**Directions:**
Return the lines of the data below in which the string "exactly" occurs.

**Input for this task:**
>>>

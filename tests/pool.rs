//! End-to-end pool scenarios.

use std::sync::atomic::AtomicBool;
use std::sync::atomic::AtomicUsize;
use std::sync::atomic::Ordering;
use std::sync::mpsc;
use std::sync::Arc;
use std::sync::Mutex;
use std::thread;
use std::time::Duration;
use std::time::Instant;

use ostinato::{Config, Error, HookArg, Passport, PoolState, ThreadPool, Worker};

fn init_tracing() {
    let _ = tracing_subscriber::fmt()
        .with_max_level(tracing::Level::DEBUG)
        .with_test_writer()
        .without_time()
        .try_init();
}

/// Spins until `condition` holds, failing the test if it takes too long.
fn eventually(condition: impl Fn() -> bool) {
    let deadline = Instant::now() + Duration::from_secs(10);
    while !condition() {
        assert!(Instant::now() < deadline, "condition did not hold in time");
        thread::sleep(Duration::from_millis(1));
    }
}

/// Forty distinct jobs on four workers, all observed exactly once, with a
/// quiescent pool after `wait` and a clean two-step teardown.
#[test]
fn smoke() {
    init_tracing();

    let pool = ThreadPool::with_config(Config {
        name_prefix: "t".into(),
        num_threads: 4,
        ..Config::default()
    })
    .unwrap();

    let seen = Arc::new(Mutex::new(Vec::new()));
    for i in 0..40 {
        let seen = Arc::clone(&seen);
        pool.add_work(move |_| {
            seen.lock().unwrap().push(i);
        })
        .unwrap();
    }

    pool.wait().unwrap();
    assert_eq!(pool.num_threads_working().unwrap(), 0);

    let mut seen = seen.lock().unwrap().clone();
    seen.sort_unstable();
    assert_eq!(seen, (0..40).collect::<Vec<_>>());

    pool.shutdown().unwrap();
    pool.destroy().unwrap();
}

/// With one worker and a bound of two, the third, fourth, and fifth
/// submissions each have to wait for a running job to finish.
#[test]
fn bounded_queue_applies_backpressure() {
    init_tracing();

    let pool = ThreadPool::with_config(Config {
        name_prefix: "bp".into(),
        num_threads: 1,
        work_num_max: 2,
        ..Config::default()
    })
    .unwrap();

    let completed = Arc::new(AtomicUsize::new(0));
    let started = Instant::now();
    for _ in 0..5 {
        let completed = Arc::clone(&completed);
        pool.add_work(move |_| {
            thread::sleep(Duration::from_millis(50));
            completed.fetch_add(1, Ordering::SeqCst);
        })
        .unwrap();
    }

    // Submission five only fits after job three left the queue, which means
    // jobs one and two are already done.
    assert!(completed.load(Ordering::SeqCst) >= 2);

    pool.wait().unwrap();
    assert_eq!(completed.load(Ordering::SeqCst), 5);
    // Five 50 ms jobs on a single worker cannot beat sequential time.
    assert!(started.elapsed() >= Duration::from_millis(250));

    pool.shutdown().unwrap();
    pool.destroy().unwrap();
}

/// `wait` pauses submission until `reactivate`.
#[test]
fn quiesce_blocks_submission_until_reactivate() {
    init_tracing();

    let pool = Arc::new(ThreadPool::new("q", 2).unwrap());

    let counter = Arc::new(AtomicUsize::new(0));
    for _ in 0..10 {
        let counter = Arc::clone(&counter);
        pool.add_work(move |_| {
            counter.fetch_add(1, Ordering::SeqCst);
        })
        .unwrap();
    }

    pool.wait().unwrap();
    assert_eq!(counter.load(Ordering::SeqCst), 10);

    let submitted = Arc::new(AtomicBool::new(false));
    let submitter = {
        let pool = Arc::clone(&pool);
        let counter = Arc::clone(&counter);
        let submitted = Arc::clone(&submitted);
        thread::spawn(move || {
            let result = pool.add_work(move |_| {
                counter.fetch_add(1, Ordering::SeqCst);
            });
            submitted.store(true, Ordering::SeqCst);
            result
        })
    };

    // The pool is quiesced; the submission must park.
    thread::sleep(Duration::from_millis(100));
    assert!(!submitted.load(Ordering::SeqCst));
    assert_eq!(counter.load(Ordering::SeqCst), 10);

    pool.reactivate().unwrap();
    submitter.join().unwrap().unwrap();
    eventually(|| counter.load(Ordering::SeqCst) == 11);

    pool.shutdown().unwrap();
    pool.destroy().unwrap();
}

/// The hook-argument destructor runs exactly once, only at destroy, after
/// every worker has exited.
#[test]
fn hook_arg_destructor_fires_once_at_destroy() {
    init_tracing();

    let destructed = Arc::new(AtomicUsize::new(0));
    let hook_runs = Arc::new(AtomicUsize::new(0));

    let counter = Arc::clone(&destructed);
    let runs = Arc::clone(&hook_runs);
    let pool = ThreadPool::with_config(Config {
        name_prefix: "hk".into(),
        num_threads: 3,
        hook_arg: Some(HookArg::with_destructor(String::from("shared"), move |value| {
            assert_eq!(value, "shared");
            counter.fetch_add(1, Ordering::SeqCst);
        })),
        start_hook: Some(Box::new(move |arg: Option<&HookArg>, _: &Worker| {
            assert_eq!(arg.unwrap().downcast_ref::<String>().unwrap(), "shared");
            runs.fetch_add(1, Ordering::SeqCst);
        })),
        ..Config::default()
    })
    .unwrap();

    pool.add_work(|_| {}).unwrap();
    pool.wait().unwrap();

    pool.shutdown().unwrap();
    // Workers are gone but their bookkeeping still holds references.
    assert_eq!(hook_runs.load(Ordering::SeqCst), 3);
    assert_eq!(destructed.load(Ordering::SeqCst), 0);

    pool.destroy().unwrap();
    assert_eq!(destructed.load(Ordering::SeqCst), 1);
}

/// A worker that unrefs early does not break the exactly-once contract.
#[test]
fn early_unref_still_destructs_once() {
    init_tracing();

    let destructed = Arc::new(AtomicUsize::new(0));
    let counter = Arc::clone(&destructed);
    let pool = ThreadPool::with_config(Config {
        name_prefix: "ur".into(),
        num_threads: 2,
        hook_arg: Some(HookArg::with_destructor((), move |()| {
            counter.fetch_add(1, Ordering::SeqCst);
        })),
        start_hook: Some(Box::new(|_: Option<&HookArg>, worker: &Worker| {
            worker.unref_hook_arg();
            // A second release is a no-op.
            worker.unref_hook_arg();
        })),
        ..Config::default()
    })
    .unwrap();

    pool.shutdown().unwrap();
    pool.destroy().unwrap();
    assert_eq!(destructed.load(Ordering::SeqCst), 1);
}

/// Lifecycle operations called from a pool's own worker are rejected
/// instead of deadlocking.
#[test]
fn lifecycle_calls_from_workers_are_rejected() {
    init_tracing();

    let pool = Arc::new(ThreadPool::new("self", 1).unwrap());
    let (tx, rx) = mpsc::channel();

    let inner = Arc::clone(&pool);
    pool.add_work(move |_| {
        tx.send((inner.wait(), inner.shutdown(), inner.destroy())).unwrap();
    })
    .unwrap();

    let (wait, shutdown, destroy) = rx.recv().unwrap();
    assert!(matches!(wait, Err(Error::Inval)));
    assert!(matches!(shutdown, Err(Error::Inval)));
    assert!(matches!(destroy, Err(Error::Inval)));

    // The rejections left the pool alive and working.
    let (tx, rx) = mpsc::channel();
    pool.add_work(move |_| tx.send(()).unwrap()).unwrap();
    rx.recv().unwrap();

    pool.shutdown().unwrap();
    pool.destroy().unwrap();
}

/// After destroy, the passport-checked surface reports the misuse instead
/// of touching freed bookkeeping.
#[test]
fn passport_gates_use_after_destroy() {
    init_tracing();

    let passport = Arc::new(Passport::new());
    let pool = ThreadPool::with_config(Config {
        name_prefix: "uaf".into(),
        num_threads: 2,
        passport: Some(Arc::clone(&passport)),
        ..Config::default()
    })
    .unwrap();

    pool.add_work_with_passport(&passport, |_| {}).unwrap();
    pool.wait_with_passport(&passport).unwrap();

    pool.shutdown_with_passport(&passport).unwrap();
    pool.destroy_with_passport(&passport).unwrap();
    assert_eq!(passport.state(), PoolState::Destroyed);

    assert!(matches!(
        pool.add_work_with_passport(&passport, |_| panic!("must never run")),
        Err(Error::Inval)
    ));
    assert!(matches!(
        pool.num_threads_working_with_passport(&passport),
        Err(Error::Inval)
    ));
    assert!(matches!(pool.wait_with_passport(&passport), Err(Error::Inval)));
}

/// A passport serves one pool, ever.
#[test]
fn passport_rebind_is_rejected() {
    init_tracing();

    let passport = Arc::new(Passport::new());
    let pool = ThreadPool::with_config(Config {
        name_prefix: "one".into(),
        num_threads: 1,
        passport: Some(Arc::clone(&passport)),
        ..Config::default()
    })
    .unwrap();

    let second = ThreadPool::with_config(Config {
        name_prefix: "two".into(),
        num_threads: 1,
        passport: Some(Arc::clone(&passport)),
        ..Config::default()
    });
    assert!(matches!(second, Err(Error::Rebind)));

    // The first pool is unaffected.
    pool.add_work(|_| {}).unwrap();
    pool.wait().unwrap();
    pool.shutdown().unwrap();
    pool.destroy().unwrap();
}

/// A passport bound to a different pool is refused by the checked surface.
#[test]
fn mismatched_passport_is_rejected() {
    init_tracing();

    let passport = Arc::new(Passport::new());
    let bound = ThreadPool::with_config(Config {
        name_prefix: "mine".into(),
        num_threads: 1,
        passport: Some(Arc::clone(&passport)),
        ..Config::default()
    })
    .unwrap();
    let other = ThreadPool::new("other", 1).unwrap();

    assert!(matches!(
        other.add_work_with_passport(&passport, |_| {}),
        Err(Error::Inval)
    ));

    drop(other);
    bound.shutdown().unwrap();
    bound.destroy().unwrap();
}

/// Jobs from a single submitter run in submission order on one worker.
#[test]
fn single_worker_preserves_fifo() {
    init_tracing();

    let pool = ThreadPool::new("fifo", 1).unwrap();
    let order = Arc::new(Mutex::new(Vec::new()));

    for i in 0..32 {
        let order = Arc::clone(&order);
        pool.add_work(move |_| {
            order.lock().unwrap().push(i);
        })
        .unwrap();
    }

    pool.wait().unwrap();
    assert_eq!(*order.lock().unwrap(), (0..32).collect::<Vec<_>>());
}

/// A submitter parked on a quiesced pool is canceled by shutdown.
#[test]
fn shutdown_cancels_parked_submitters() {
    init_tracing();

    let pool = Arc::new(ThreadPool::new("cxl", 1).unwrap());
    pool.wait().unwrap();

    let submitter = {
        let pool = Arc::clone(&pool);
        thread::spawn(move || pool.add_work(|_| panic!("must never run")))
    };
    thread::sleep(Duration::from_millis(50));

    pool.shutdown().unwrap();
    assert!(matches!(submitter.join().unwrap(), Err(Error::Canceled)));
    pool.destroy().unwrap();
}

/// A waiter parked on a busy pool is canceled by shutdown.
#[test]
fn shutdown_cancels_parked_waiters() {
    init_tracing();

    let pool = Arc::new(ThreadPool::new("cxw", 1).unwrap());

    let (tx, rx) = mpsc::channel();
    pool.add_work(move |_| {
        tx.send(()).unwrap();
        thread::sleep(Duration::from_millis(300));
    })
    .unwrap();
    // The job is running; a wait now has something to wait for.
    rx.recv().unwrap();

    let waiter = {
        let pool = Arc::clone(&pool);
        thread::spawn(move || pool.wait())
    };
    thread::sleep(Duration::from_millis(50));

    pool.shutdown().unwrap();
    assert!(matches!(waiter.join().unwrap(), Err(Error::Canceled)));
    pool.destroy().unwrap();
}

/// Reactivating an active pool changes nothing.
#[test]
fn reactivate_is_a_noop_when_active() {
    init_tracing();

    let pool = ThreadPool::new("noop", 2).unwrap();
    pool.reactivate().unwrap();

    let (tx, rx) = mpsc::channel();
    pool.add_work(move |_| tx.send(()).unwrap()).unwrap();
    rx.recv().unwrap();

    pool.shutdown().unwrap();
    pool.destroy().unwrap();
}

/// Destroying an alive pool warns and shuts it down implicitly.
#[test]
fn destroy_from_alive_auto_shutdowns() {
    init_tracing();

    let passport = Arc::new(Passport::new());
    let pool = ThreadPool::with_config(Config {
        name_prefix: "auto".into(),
        num_threads: 2,
        passport: Some(Arc::clone(&passport)),
        ..Config::default()
    })
    .unwrap();

    pool.add_work(|_| {}).unwrap();
    pool.destroy().unwrap();
    assert_eq!(passport.state(), PoolState::Destroyed);

    // Everything after destroy is rejected.
    assert!(matches!(pool.shutdown(), Err(Error::Inval)));
    assert!(matches!(pool.destroy(), Err(Error::Inval)));
}

/// Repeated shutdown is an error, and gated calls after shutdown are
/// rejected before destroy even happens.
#[test]
fn shutdown_is_once_only() {
    init_tracing();

    let pool = ThreadPool::new("once", 1).unwrap();
    pool.shutdown().unwrap();

    assert!(matches!(pool.shutdown(), Err(Error::Inval)));
    assert!(matches!(pool.add_work(|_| {}), Err(Error::Inval)));
    assert!(matches!(pool.num_threads_working(), Err(Error::Inval)));

    pool.destroy().unwrap();
}

/// End hooks see the context a start hook stashed, and can consume it.
#[test]
fn context_flows_from_start_hook_to_end_hook() {
    init_tracing();

    let ends = Arc::new(AtomicUsize::new(0));
    let observed = Arc::clone(&ends);
    let pool = ThreadPool::with_config(Config {
        name_prefix: "ctx".into(),
        num_threads: 2,
        start_hook: Some(Box::new(|_: Option<&HookArg>, worker: &Worker| {
            worker.set_context(format!("state of {}", worker.name()));
        })),
        end_hook: Some(Box::new(move |worker: &Worker| {
            let state = worker.take_context::<String>().unwrap();
            assert_eq!(*state, format!("state of {}", worker.name()));
            observed.fetch_add(1, Ordering::SeqCst);
        })),
        ..Config::default()
    })
    .unwrap();

    // Jobs on the same worker see the same context value.
    let (tx, rx) = mpsc::channel();
    pool.add_work(move |worker| {
        let copy = worker.with_context(|ctx: Option<&mut String>| ctx.unwrap().clone());
        tx.send((copy, worker.name().to_string())).unwrap();
    })
    .unwrap();
    let (copy, name) = rx.recv().unwrap();
    assert_eq!(copy, format!("state of {name}"));

    pool.shutdown().unwrap();
    assert_eq!(ends.load(Ordering::SeqCst), 2);
    pool.destroy().unwrap();
}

<<<

**Answer to this task:**
/// Forty distinct jobs on four workers, all observed exactly once, with a
/// The hook-argument destructor runs exactly once, only at destroy, after
/// A worker that unrefs early does not break the exactly-once contract.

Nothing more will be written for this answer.